A suspeita de irregularidades envolvendo o Banco Digimais, instituição controlada pelo bispo Edir Macedo, da Igreja Universal, pode lançar uma nova bomba sobre o Fundo Garantidor de Créditos.
Segundo apuração de CartaCapital, o eventual impacto ao FGC pode chegar a 12 bilhões de reais, a depender do desfecho do caso e da necessidade de cobertura aos credores da instituição.
Há ao menos três semanas, o BC enviou uma notificação à Polícia Federal apontando indícios de que a instituição financeira pode ter incorrido em três crimes: maquiagem de balanço, gestão temerária e fraude financeira.

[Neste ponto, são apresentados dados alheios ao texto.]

//! Concrete adapter implementations for ports.

pub mod console_sync_adapter;
pub mod csv_adapter;
pub mod file_config_adapter;
pub mod json_store_adapter;
#[cfg(feature = "sqlite")]
pub mod sqlite_store_adapter;
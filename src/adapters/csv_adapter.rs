//! CSV file bar data adapter.
//!
//! One file per (symbol, timeframe): `{SYMBOL}_{TIMEFRAME}.csv` with columns
//! `timestamp,open,high,low,close[,volume]`. Timestamps are RFC 3339. The
//! volume column, when present, is ignored; the engine has no use for it.

use crate::domain::bar::Bar;
use crate::domain::error::ReplayError;
use crate::ports::data_port::BarDataPort;
use chrono::{DateTime, Utc};
use std::fs;
use std::path::PathBuf;

pub struct CsvAdapter {
    base_path: PathBuf,
}

impl CsvAdapter {
    pub fn new(base_path: PathBuf) -> Self {
        Self { base_path }
    }

    fn csv_path(&self, symbol: &str, timeframe: &str) -> PathBuf {
        self.base_path.join(format!("{}_{}.csv", symbol, timeframe))
    }

    fn read_all(&self, symbol: &str, timeframe: &str) -> Result<Vec<Bar>, ReplayError> {
        let path = self.csv_path(symbol, timeframe);
        let content = fs::read_to_string(&path).map_err(|e| ReplayError::Data {
            reason: format!("failed to read {}: {}", path.display(), e),
        })?;

        let mut rdr = csv::Reader::from_reader(content.as_bytes());
        let mut bars = Vec::new();

        for result in rdr.records() {
            let record = result.map_err(|e| ReplayError::Data {
                reason: format!("CSV parse error: {}", e),
            })?;

            let time_str = record.get(0).ok_or_else(|| ReplayError::Data {
                reason: "missing timestamp column".into(),
            })?;
            let time = DateTime::parse_from_rfc3339(time_str)
                .map(|dt| dt.with_timezone(&Utc))
                .map_err(|e| ReplayError::Data {
                    reason: format!("invalid timestamp '{}': {}", time_str, e),
                })?;

            let field = |index: usize, name: &str| -> Result<f64, ReplayError> {
                record
                    .get(index)
                    .ok_or_else(|| ReplayError::Data {
                        reason: format!("missing {} column", name),
                    })?
                    .parse()
                    .map_err(|e| ReplayError::Data {
                        reason: format!("invalid {} value: {}", name, e),
                    })
            };

            bars.push(Bar {
                time,
                open: field(1, "open")?,
                high: field(2, "high")?,
                low: field(3, "low")?,
                close: field(4, "close")?,
            });
        }

        bars.sort_by_key(|b| b.time);
        Ok(bars)
    }
}

impl BarDataPort for CsvAdapter {
    fn fetch_bars(
        &self,
        symbol: &str,
        timeframe: &str,
        start: DateTime<Utc>,
        end: DateTime<Utc>,
    ) -> Result<Vec<Bar>, ReplayError> {
        let bars = self.read_all(symbol, timeframe)?;
        Ok(bars
            .into_iter()
            .filter(|b| b.time >= start && b.time <= end)
            .collect())
    }

    fn list_symbols(&self) -> Result<Vec<String>, ReplayError> {
        let entries = fs::read_dir(&self.base_path).map_err(|e| ReplayError::Data {
            reason: format!(
                "failed to read directory {}: {}",
                self.base_path.display(),
                e
            ),
        })?;

        let mut symbols = Vec::new();
        for entry in entries {
            let entry = entry.map_err(|e| ReplayError::Data {
                reason: format!("directory entry error: {}", e),
            })?;
            let name = entry.file_name();
            let name_str = name.to_string_lossy();

            // `{SYMBOL}_{TIMEFRAME}.csv`: the symbol is everything before
            // the final underscore.
            if let Some(stem) = name_str.strip_suffix(".csv") {
                if let Some((symbol, _timeframe)) = stem.rsplit_once('_') {
                    if !symbol.is_empty() {
                        symbols.push(symbol.to_string());
                    }
                }
            }
        }

        symbols.sort();
        symbols.dedup();
        Ok(symbols)
    }

    fn data_range(
        &self,
        symbol: &str,
        timeframe: &str,
    ) -> Result<Option<(DateTime<Utc>, DateTime<Utc>, usize)>, ReplayError> {
        if !self.csv_path(symbol, timeframe).exists() {
            return Ok(None);
        }
        let bars = self.read_all(symbol, timeframe)?;
        match (bars.first(), bars.last()) {
            (Some(first), Some(last)) => Ok(Some((first.time, last.time, bars.len()))),
            _ => Ok(None),
        }
    }
}
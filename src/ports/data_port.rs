//! Bar data provider port trait.

use crate::domain::bar::Bar;
use crate::domain::error::ReplayError;
use chrono::{DateTime, Utc};

/// Supplies ordered, gap-tolerant bar history for a (symbol, timeframe,
/// range) tuple. Retry/backoff is the provider's problem; the engine treats
/// an empty result as terminal.
pub trait BarDataPort {
    fn fetch_bars(
        &self,
        symbol: &str,
        timeframe: &str,
        start: DateTime<Utc>,
        end: DateTime<Utc>,
    ) -> Result<Vec<Bar>, ReplayError>;

    fn list_symbols(&self) -> Result<Vec<String>, ReplayError>;

    fn data_range(
        &self,
        symbol: &str,
        timeframe: &str,
    ) -> Result<Option<(DateTime<Utc>, DateTime<Utc>, usize)>, ReplayError>;
}
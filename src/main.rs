use clap::Parser;
use replaylab::cli::{run, Cli};

fn main() -> std::process::ExitCode {
    run(Cli::parse())
}
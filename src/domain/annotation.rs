//! Chart annotation data model.
//!
//! The ledger is translated into plain annotation data here; rendering, and
//! diffing against what was previously drawn, belongs to the sync adapter
//! alone.

use chrono::{DateTime, Utc};
use serde::{Deserialize, Serialize};

use super::ledger::LedgerSnapshot;
use super::trade::{ExitReason, TradeId, TradeSide};

#[derive(Debug, Clone, Copy, PartialEq, Eq, Serialize, Deserialize)]
pub enum MarkerKind {
    Entry,
    Exit,
}

/// A point marker at a trade's entry or exit.
#[derive(Debug, Clone, PartialEq, Serialize, Deserialize)]
pub struct TradeMarker {
    pub trade_id: TradeId,
    pub kind: MarkerKind,
    pub side: TradeSide,
    pub time: DateTime<Utc>,
    pub price: f64,
    pub reason: Option<ExitReason>,
}

#[derive(Debug, Clone, Copy, PartialEq, Eq, Serialize, Deserialize)]
pub enum PriceLineKind {
    Entry,
    StopLoss,
    TakeProfit,
}

/// A horizontal level drawn for an open trade.
#[derive(Debug, Clone, PartialEq, Serialize, Deserialize)]
pub struct PriceLine {
    pub trade_id: TradeId,
    pub kind: PriceLineKind,
    pub price: f64,
}

/// Everything a chart surface needs to draw for one ledger snapshot.
#[derive(Debug, Clone, PartialEq, Default, Serialize, Deserialize)]
pub struct ChartOverlay {
    pub markers: Vec<TradeMarker>,
    pub lines: Vec<PriceLine>,
}

/// Pure mapping from a snapshot to its overlay. Open trades contribute an
/// entry marker plus entry/stop/target lines; closed trades contribute entry
/// and exit markers and no lines.
pub fn overlay_for(snapshot: &LedgerSnapshot) -> ChartOverlay {
    let mut overlay = ChartOverlay::default();

    for trade in &snapshot.open_trades {
        overlay.markers.push(TradeMarker {
            trade_id: trade.id,
            kind: MarkerKind::Entry,
            side: trade.side,
            time: trade.entry_time,
            price: trade.entry_price,
            reason: None,
        });
        overlay.lines.push(PriceLine {
            trade_id: trade.id,
            kind: PriceLineKind::Entry,
            price: trade.entry_price,
        });
        if let Some(stop) = trade.stop_loss {
            overlay.lines.push(PriceLine {
                trade_id: trade.id,
                kind: PriceLineKind::StopLoss,
                price: stop,
            });
        }
        if let Some(target) = trade.take_profit {
            overlay.lines.push(PriceLine {
                trade_id: trade.id,
                kind: PriceLineKind::TakeProfit,
                price: target,
            });
        }
    }

    for trade in &snapshot.closed_trades {
        overlay.markers.push(TradeMarker {
            trade_id: trade.id,
            kind: MarkerKind::Entry,
            side: trade.side,
            time: trade.entry_time,
            price: trade.entry_price,
            reason: None,
        });
        if let (Some(price), Some(time)) = (trade.exit_price, trade.exit_time) {
            overlay.markers.push(TradeMarker {
                trade_id: trade.id,
                kind: MarkerKind::Exit,
                side: trade.side,
                time,
                price,
                reason: trade.exit_reason,
            });
        }
    }

    overlay
}
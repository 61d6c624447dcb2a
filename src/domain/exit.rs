//! Stop-loss / take-profit exit detection against a single bar.

use super::bar::Bar;
use super::trade::{ExitReason, Trade, TradeId, TradeSide};

/// One detected exit: which trade, at what price, and why.
#[derive(Debug, Clone, Copy, PartialEq)]
pub struct ExitSignal {
    pub trade_id: TradeId,
    pub exit_price: f64,
    pub reason: ExitReason,
}

/// Evaluate every open trade against one bar's high/low.
///
/// Bars carry no intrabar path, so both levels are tested against the same
/// bar extremes. When a bar gaps through both, the stop-loss wins: the
/// worse-case fill.
///
/// A trade with neither level set never auto-exits.
pub fn detect_exits(open_trades: &[Trade], bar: &Bar) -> Vec<ExitSignal> {
    open_trades
        .iter()
        .filter_map(|trade| {
            let (stop_hit, target_hit) = match trade.side {
                TradeSide::Buy => (
                    trade.stop_loss.filter(|&stop| bar.low <= stop),
                    trade.take_profit.filter(|&target| bar.high >= target),
                ),
                TradeSide::Sell => (
                    trade.stop_loss.filter(|&stop| bar.high >= stop),
                    trade.take_profit.filter(|&target| bar.low <= target),
                ),
            };

            if let Some(stop) = stop_hit {
                Some(ExitSignal {
                    trade_id: trade.id,
                    exit_price: stop,
                    reason: ExitReason::StopLoss,
                })
            } else {
                target_hit.map(|target| ExitSignal {
                    trade_id: trade.id,
                    exit_price: target,
                    reason: ExitReason::TakeProfit,
                })
            }
        })
        .collect()
}

#[cfg(test)]
mod tests {
    use super::*;
    use chrono::{TimeZone, Utc};

    fn bar(low: f64, high: f64) -> Bar {
        Bar {
            time: Utc.with_ymd_and_hms(2024, 3, 4, 9, 35, 0).unwrap(),
            open: (low + high) / 2.0,
            high,
            low,
            close: (low + high) / 2.0,
        }
    }

    fn trade(side: TradeSide, entry: f64, stop: Option<f64>, target: Option<f64>) -> Trade {
        Trade {
            id: TradeId(1),
            side,
            quantity: 100.0,
            entry_price: entry,
            entry_time: Utc.with_ymd_and_hms(2024, 3, 4, 9, 30, 0).unwrap(),
            stop_loss: stop,
            take_profit: target,
            exit_price: None,
            exit_time: None,
            exit_reason: None,
            realized_pnl: None,
        }
    }

    #[test]
    fn buy_stop_loss_on_low_touch() {
        let trades = [trade(TradeSide::Buy, 100.0, Some(95.0), Some(110.0))];
        let exits = detect_exits(&trades, &bar(95.0, 101.0));
        assert_eq!(exits.len(), 1);
        assert_eq!(exits[0].reason, ExitReason::StopLoss);
        assert!((exits[0].exit_price - 95.0).abs() < f64::EPSILON);
    }

    #[test]
    fn buy_take_profit_on_high_touch() {
        let trades = [trade(TradeSide::Buy, 100.0, Some(95.0), Some(110.0))];
        let exits = detect_exits(&trades, &bar(98.0, 110.0));
        assert_eq!(exits.len(), 1);
        assert_eq!(exits[0].reason, ExitReason::TakeProfit);
        assert!((exits[0].exit_price - 110.0).abs() < f64::EPSILON);
    }

    #[test]
    fn buy_gap_through_prefers_stop_loss() {
        let trades = [trade(TradeSide::Buy, 100.0, Some(95.0), Some(110.0))];
        let exits = detect_exits(&trades, &bar(94.0, 111.0));
        assert_eq!(exits.len(), 1);
        assert_eq!(exits[0].reason, ExitReason::StopLoss);
        assert!((exits[0].exit_price - 95.0).abs() < f64::EPSILON);
    }

    #[test]
    fn sell_stop_loss_on_high_touch() {
        let trades = [trade(TradeSide::Sell, 50.0, Some(52.0), None)];
        let exits = detect_exits(&trades, &bar(49.0, 53.0));
        assert_eq!(exits.len(), 1);
        assert_eq!(exits[0].reason, ExitReason::StopLoss);
        assert!((exits[0].exit_price - 52.0).abs() < f64::EPSILON);
    }

    #[test]
    fn sell_take_profit_on_low_touch() {
        let trades = [trade(TradeSide::Sell, 50.0, Some(52.0), Some(45.0))];
        let exits = detect_exits(&trades, &bar(44.5, 51.0));
        assert_eq!(exits.len(), 1);
        assert_eq!(exits[0].reason, ExitReason::TakeProfit);
    }

    #[test]
    fn sell_gap_through_prefers_stop_loss() {
        let trades = [trade(TradeSide::Sell, 50.0, Some(52.0), Some(45.0))];
        let exits = detect_exits(&trades, &bar(44.0, 53.0));
        assert_eq!(exits.len(), 1);
        assert_eq!(exits[0].reason, ExitReason::StopLoss);
    }

    #[test]
    fn no_levels_never_exits() {
        let trades = [trade(TradeSide::Buy, 100.0, None, None)];
        assert!(detect_exits(&trades, &bar(0.1, 10_000.0)).is_empty());
    }

    #[test]
    fn untouched_levels_produce_nothing() {
        let trades = [trade(TradeSide::Buy, 100.0, Some(95.0), Some(110.0))];
        assert!(detect_exits(&trades, &bar(96.0, 109.0)).is_empty());
    }

    #[test]
    fn mixed_book_yields_one_signal_per_hit_trade() {
        let mut hit = trade(TradeSide::Buy, 100.0, Some(95.0), None);
        hit.id = TradeId(1);
        let mut safe = trade(TradeSide::Buy, 100.0, Some(90.0), None);
        safe.id = TradeId(2);

        let exits = detect_exits(&[hit, safe], &bar(94.0, 101.0));
        assert_eq!(exits.len(), 1);
        assert_eq!(exits[0].trade_id, TradeId(1));
    }
}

Segundo investigação da PF, o banco vendia carteiras com dívidas a fundos de investimento como forma de disfarçar a sua real situação financeira. Em decorrência disso, esses créditos vencidos deixavam de aparecer nas demonstrações da instituição. No entanto, os investigadores identificaram que algumas dessas carteiras eram vendidas para fundos em que o próprio Digimais era cotista. O caso foi revelado pela piaui.

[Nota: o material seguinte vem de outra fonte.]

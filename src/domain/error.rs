//! Domain error types.

use crate::domain::trade::TradeId;

/// A parse error with position information for the action script grammar.
#[derive(Debug, Clone, thiserror::Error)]
#[error("parse error at position {position}: {message}")]
pub struct ParseError {
    pub message: String,
    pub position: usize,
}

impl ParseError {
    /// Format the error with a caret pointing at the error position in the input.
    pub fn display_with_context(&self, input: &str) -> String {
        let caret = " ".repeat(self.position) + "^";
        format!(
            "{input}\n{caret}\n{err}",
            input = input,
            caret = caret,
            err = self
        )
    }
}

/// Top-level error type for replaylab.
#[derive(Debug, thiserror::Error)]
pub enum ReplayError {
    /// Rejected input: bad bracket ordering, non-positive quantity,
    /// out-of-range seek, non-monotonic bar series, zero speed/interval.
    #[error("validation error: {reason}")]
    Validation { reason: String },

    /// Closing an unknown or already-closed trade id. The ledger is unchanged.
    #[error("trade {id} not found among open trades")]
    TradeNotFound { id: TradeId },

    /// Playback attempted against a series with zero bars.
    #[error("bar series is empty")]
    EmptySeries,

    #[error("data error: {reason}")]
    Data { reason: String },

    #[error("store error: {reason}")]
    Store { reason: String },

    #[error("config parse error in {file}: {reason}")]
    ConfigParse { file: String, reason: String },

    #[error("missing config key [{section}] {key}")]
    ConfigMissing { section: String, key: String },

    #[error("invalid config value [{section}] {key}: {reason}")]
    ConfigInvalid {
        section: String,
        key: String,
        reason: String,
    },

    #[error(transparent)]
    ScriptParse(#[from] ParseError),

    #[error(transparent)]
    Io(#[from] std::io::Error),
}

impl From<&ReplayError> for std::process::ExitCode {
    fn from(err: &ReplayError) -> Self {
        let code: u8 = match err {
            ReplayError::Io(_) => 1,
            ReplayError::ConfigParse { .. }
            | ReplayError::ConfigMissing { .. }
            | ReplayError::ConfigInvalid { .. } => 2,
            ReplayError::Data { .. } | ReplayError::Store { .. } => 3,
            ReplayError::ScriptParse(_) => 4,
            ReplayError::Validation { .. }
            | ReplayError::TradeNotFound { .. }
            | ReplayError::EmptySeries => 5,
        };
        std::process::ExitCode::from(code)
    }
}
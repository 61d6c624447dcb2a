//! JSON file document store adapter.
//!
//! One `{key}.json` file per document under a base directory.

use crate::domain::error::ReplayError;
use crate::ports::store_port::DocumentStorePort;
use std::fs;
use std::path::PathBuf;

pub struct JsonStoreAdapter {
    base_path: PathBuf,
}

impl JsonStoreAdapter {
    /// Creates the directory if it does not exist yet.
    pub fn new(base_path: PathBuf) -> Result<Self, ReplayError> {
        fs::create_dir_all(&base_path).map_err(|e| ReplayError::Store {
            reason: format!("failed to create {}: {}", base_path.display(), e),
        })?;
        Ok(Self { base_path })
    }

    fn document_path(&self, key: &str) -> Result<PathBuf, ReplayError> {
        validate_key(key)?;
        Ok(self.base_path.join(format!("{key}.json")))
    }
}

/// Keys double as file names, so they are restricted to a safe alphabet.
fn validate_key(key: &str) -> Result<(), ReplayError> {
    let ok = !key.is_empty()
        && key
            .chars()
            .all(|c| c.is_ascii_alphanumeric() || c == '-' || c == '_' || c == '.');
    if ok {
        Ok(())
    } else {
        Err(ReplayError::Store {
            reason: format!("invalid document key '{key}'"),
        })
    }
}

impl DocumentStorePort for JsonStoreAdapter {
    fn put(&self, key: &str, document: &serde_json::Value) -> Result<(), ReplayError> {
        let path = self.document_path(key)?;
        let content =
            serde_json::to_string_pretty(document).map_err(|e| ReplayError::Store {
                reason: format!("failed to serialize document '{key}': {e}"),
            })?;
        fs::write(&path, content).map_err(|e| ReplayError::Store {
            reason: format!("failed to write {}: {}", path.display(), e),
        })
    }

    fn get(&self, key: &str) -> Result<Option<serde_json::Value>, ReplayError> {
        let path = self.document_path(key)?;
        if !path.exists() {
            return Ok(None);
        }
        let content = fs::read_to_string(&path).map_err(|e| ReplayError::Store {
            reason: format!("failed to read {}: {}", path.display(), e),
        })?;
        serde_json::from_str(&content)
            .map(Some)
            .map_err(|e| ReplayError::Store {
                reason: format!("malformed document '{key}': {e}"),
            })
    }

    fn delete(&self, key: &str) -> Result<bool, ReplayError> {
        let path = self.document_path(key)?;
        if !path.exists() {
            return Ok(false);
        }
        fs::remove_file(&path).map_err(|e| ReplayError::Store {
            reason: format!("failed to delete {}: {}", path.display(), e),
        })?;
        Ok(true)
    }

    fn list_keys(&self) -> Result<Vec<String>, ReplayError> {
        let entries = fs::read_dir(&self.base_path).map_err(|e| ReplayError::Store {
            reason: format!(
                "failed to read directory {}: {}",
                self.base_path.display(),
                e
            ),
        })?;

        let mut keys = Vec::new();
        for entry in entries {
            let entry = entry.map_err(|e| ReplayError::Store {
                reason: format!("directory entry error: {}", e),
            })?;
            let name = entry.file_name();
            let name_str = name.to_string_lossy();
            if let Some(stem) = name_str.strip_suffix(".json") {
                keys.push(stem.to_string());
            }
        }

        keys.sort();
        Ok(keys)
    }
}
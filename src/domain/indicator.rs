//! Indicator contract types.
//!
//! The engine consumes indicator values from a pluggable calculator
//! ([`crate::ports::indicator_port::IndicatorPort`]); it never computes or
//! validates the math itself. These types only describe what was requested
//! and carry the calculator's output alongside the bar series.

use serde::{Deserialize, Serialize};
use std::fmt;

/// Indicator identity plus parameters.
#[derive(Debug, Clone, PartialEq, Serialize, Deserialize)]
pub enum IndicatorType {
    Sma(usize),
    Ema(usize),
    Rsi(usize),
    Macd {
        fast: usize,
        slow: usize,
        signal: usize,
    },
    Bollinger {
        period: usize,
        width: f64,
    },
}

impl fmt::Display for IndicatorType {
    fn fmt(&self, f: &mut fmt::Formatter<'_>) -> fmt::Result {
        match self {
            IndicatorType::Sma(period) => write!(f, "SMA({period})"),
            IndicatorType::Ema(period) => write!(f, "EMA({period})"),
            IndicatorType::Rsi(period) => write!(f, "RSI({period})"),
            IndicatorType::Macd { fast, slow, signal } => {
                write!(f, "MACD({fast},{slow},{signal})")
            }
            IndicatorType::Bollinger { period, width } => {
                write!(f, "BB({period},{width})")
            }
        }
    }
}

/// One calculator output sample. Shape varies per indicator kind.
#[derive(Debug, Clone, Copy, PartialEq, Serialize, Deserialize)]
pub enum IndicatorValue {
    Simple(f64),
    Macd {
        line: f64,
        signal: f64,
        histogram: f64,
    },
    Bollinger {
        upper: f64,
        middle: f64,
        lower: f64,
    },
}

/// A calculator's output, parallel to the bar series: `values[i]` belongs to
/// the bar at index `warm_up + i`. The series is shorter than the bars by
/// the calculator's warm-up length.
#[derive(Debug, Clone, PartialEq, Serialize, Deserialize)]
pub struct IndicatorSeries {
    pub indicator: IndicatorType,
    pub warm_up: usize,
    pub values: Vec<IndicatorValue>,
}

impl IndicatorSeries {
    /// The value at a bar index, if the calculator has warmed up by then.
    pub fn at_bar(&self, bar_index: usize) -> Option<&IndicatorValue> {
        bar_index
            .checked_sub(self.warm_up)
            .and_then(|i| self.values.get(i))
    }
}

No direito civil e no mercado financeiro, esse tipo de arranjo costuma ser chamado informalmente de “operação Zé com Zé” — quando uma mesma parte, ou partes relacionadas, aparece como compradora e vendedora de um ativo. Se confirmada, a prática pode ter servido para inflar artificialmente ativos, ocultar prejuízos e distorcer a real situação financeira da instituição.